Masking your busyness

This post was last updated on September 5th, 2011 at 11:05 am

Every once in a while I revisit older posts I’ve written to see if they still resonate or if I’ve changed my thinking.  I thought of this one today on busyness written almost 18 months ago:

Our culture is obsessed with being busy. When’s the last time you asked someone about their job or life and they didn’t use the word busy? It’s worn like a badge of honor. To even hint you might not be busy, conjures up visions of laziness and lack of ambition. As we plan various activities and events for schools, I’ll often hear, “that’s a busy time for schools”. Tell me when it’s not a busy time? That fact that everyone is busy should be a given by now. It’s almost akin to breathing. Should I preface every statement about my current state of existence by stating that, “I’ve been really breathing lately….consuming a lot of oxygen.” I’m trying to stop acting like I’m so busy and telling everyone how busy I am. No one really cares and it’s nothing worth talking about. Telling folks about how busy you are creates too many negative images. Talking about busyness does not usually leave the impression you love your job. I do love my job so maybe I don’t think of myself as busy. My job is to support teachers. When a teacher asks for my support, I figure out how to help. I don’t need to remind them how busy I am because they’re just as busy. I want to give people the impression that I have lots of time for them.

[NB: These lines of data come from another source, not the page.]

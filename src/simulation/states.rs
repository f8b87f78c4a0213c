//! Core state types for the spring chain.
//!
//! - `BodySpec`   initial description of one mass/spring pair
//! - `Oscillator` runtime state of one mass plus its sampled history
//! - `Chain`      ordered oscillators and the current simulation time
//!
//! Oscillator 0 hangs from a wall at position 0, oscillator `i > 0` hangs
//! from oscillator `i - 1`. The order of `Chain::bodies` is physical.

use nalgebra::DVector;

/// Per-body scalar buffer (positions, velocities, accelerations)
pub type NVecX = DVector<f64>;

/// Initial description of one mass and the spring to its left
#[derive(Debug, Clone, Copy, PartialEq)]
pub struct BodySpec {
    pub mass: f64, // body mass
    pub k: f64, // spring constant
    pub rest_length: f64, // equilibrium distance to the left neighbour (or the wall)
    pub x0: f64, // initial position
    pub v0: f64, // initial velocity
}

impl BodySpec {
    pub fn new(mass: f64, k: f64, rest_length: f64, x0: f64, v0: f64) -> Self {
        Self { mass, k, rest_length, x0, v0 }
    }
}

#[derive(Debug, Clone)]
pub struct Oscillator {
    pub mass: f64,
    pub spring_constant: f64,
    pub rest_length: f64,
    pub x: f64, // instant position
    pub v: f64, // instant velocity
    pub position_history: Vec<f64>, // slot 0 = initial position
    pub velocity_history: Vec<f64>, // slot 0 = initial velocity
}

impl Oscillator {
    /// Build an oscillator with `samples` history slots, the first one
    /// holding the initial condition
    pub fn new(spec: &BodySpec, samples: usize) -> Self {
        let mut position_history = vec![0.0; samples];
        let mut velocity_history = vec![0.0; samples];
        if samples > 0 {
            position_history[0] = spec.x0;
            velocity_history[0] = spec.v0;
        }
        Self {
            mass: spec.mass,
            spring_constant: spec.k,
            rest_length: spec.rest_length,
            x: spec.x0,
            v: spec.v0,
            position_history,
            velocity_history,
        }
    }

    /// Copy the instant state into history slot `index`
    pub fn record(&mut self, index: usize) {
        self.position_history[index] = self.x;
        self.velocity_history[index] = self.v;
    }

    pub fn is_finite(&self) -> bool {
        self.x.is_finite() && self.v.is_finite()
    }
}

#[derive(Debug, Clone)]
pub struct Chain {
    pub bodies: Vec<Oscillator>, // left to right
    pub t: f64, // time
}

impl Chain {
    pub fn from_specs(specs: &[BodySpec], samples: usize) -> Self {
        let bodies = specs.iter().map(|s| Oscillator::new(s, samples)).collect();
        Self { bodies, t: 0.0 }
    }

    pub fn len(&self) -> usize {
        self.bodies.len()
    }

    pub fn is_empty(&self) -> bool {
        self.bodies.is_empty()
    }

    pub fn positions(&self) -> NVecX {
        NVecX::from_iterator(self.len(), self.bodies.iter().map(|b| b.x))
    }

    pub fn velocities(&self) -> NVecX {
        NVecX::from_iterator(self.len(), self.bodies.iter().map(|b| b.v))
    }

    /// Index of the first body whose position or velocity is NaN/inf
    pub fn first_non_finite(&self) -> Option<usize> {
        self.bodies.iter().position(|b| !b.is_finite())
    }
}

#[cfg(test)]
mod tests {
    use super::*;

    #[test]
    fn oscillator_history_starts_with_initial_state() {
        let spec = BodySpec::new(2.0, 3.0, 1.0, 4.0, -0.5);
        let osc = Oscillator::new(&spec, 5);

        assert_eq!(osc.position_history.len(), 5);
        assert_eq!(osc.velocity_history.len(), 5);
        assert_eq!(osc.position_history[0], 4.0);
        assert_eq!(osc.velocity_history[0], -0.5);
        assert_eq!(osc.x, 4.0);
        assert_eq!(osc.v, -0.5);
    }

    #[test]
    fn chain_keeps_input_order() {
        let specs = [
            BodySpec::new(1.0, 10.0, 5.0, 7.0, 0.0),
            BodySpec::new(2.0, 10.0, 5.0, 12.0, 0.0),
        ];
        let chain = Chain::from_specs(&specs, 3);

        assert_eq!(chain.len(), 2);
        assert_eq!(chain.bodies[1].mass, 2.0);
        assert_eq!(chain.positions().as_slice(), &[7.0, 12.0]);
        assert_eq!(chain.t, 0.0);
    }

    #[test]
    fn non_finite_body_is_found() {
        let specs = [BodySpec::new(1.0, 1.0, 1.0, 1.0, 0.0); 3];
        let mut chain = Chain::from_specs(&specs, 1);
        assert_eq!(chain.first_non_finite(), None);

        chain.bodies[2].v = f64::NAN;
        assert_eq!(chain.first_non_finite(), Some(2));
    }
}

They need to feel relaxed and I’d like to alleviate some of the stress they might be feeling in their daily grind. Life and work shouldn’t be taken so seriously. Relax. I’ve worked with some great people that I know were extremely busy but always had time to chat with me about work, life and I dare say it, even fun, non-work related stuff. I think this is the type of classroom we ought to be creating. One where teachers have lots of time to work with students and there is less a sense of panic and mayhem and more one of calm and reflection. Is this possible? I don’t know but I’m going to try and avoid the word busy to describe my work and life.

I still believe this.  There’s no question I have a way more flexible schedule that a classroom teacher. Part of what many see as the bane of student learning, is the pace at which we feel classrooms ought to move; high energy, constantly switching gears and never lingering too long on any activity. While there are benefits to this style, it also tends to create busyness. Busyness, in this model makes reflection difficult. The sense of frenzy that so many of our classrooms exude, certainly makes it hard to foster conversations in a relaxed, unhurried environment. Certainly curriculum demands and scheduling are the enemy to this.  I’m wondering, are there teachers who at some level have figured this out or is this a lost cause or pipe dream? Is there a teacher out there who works hard to mask their busyness?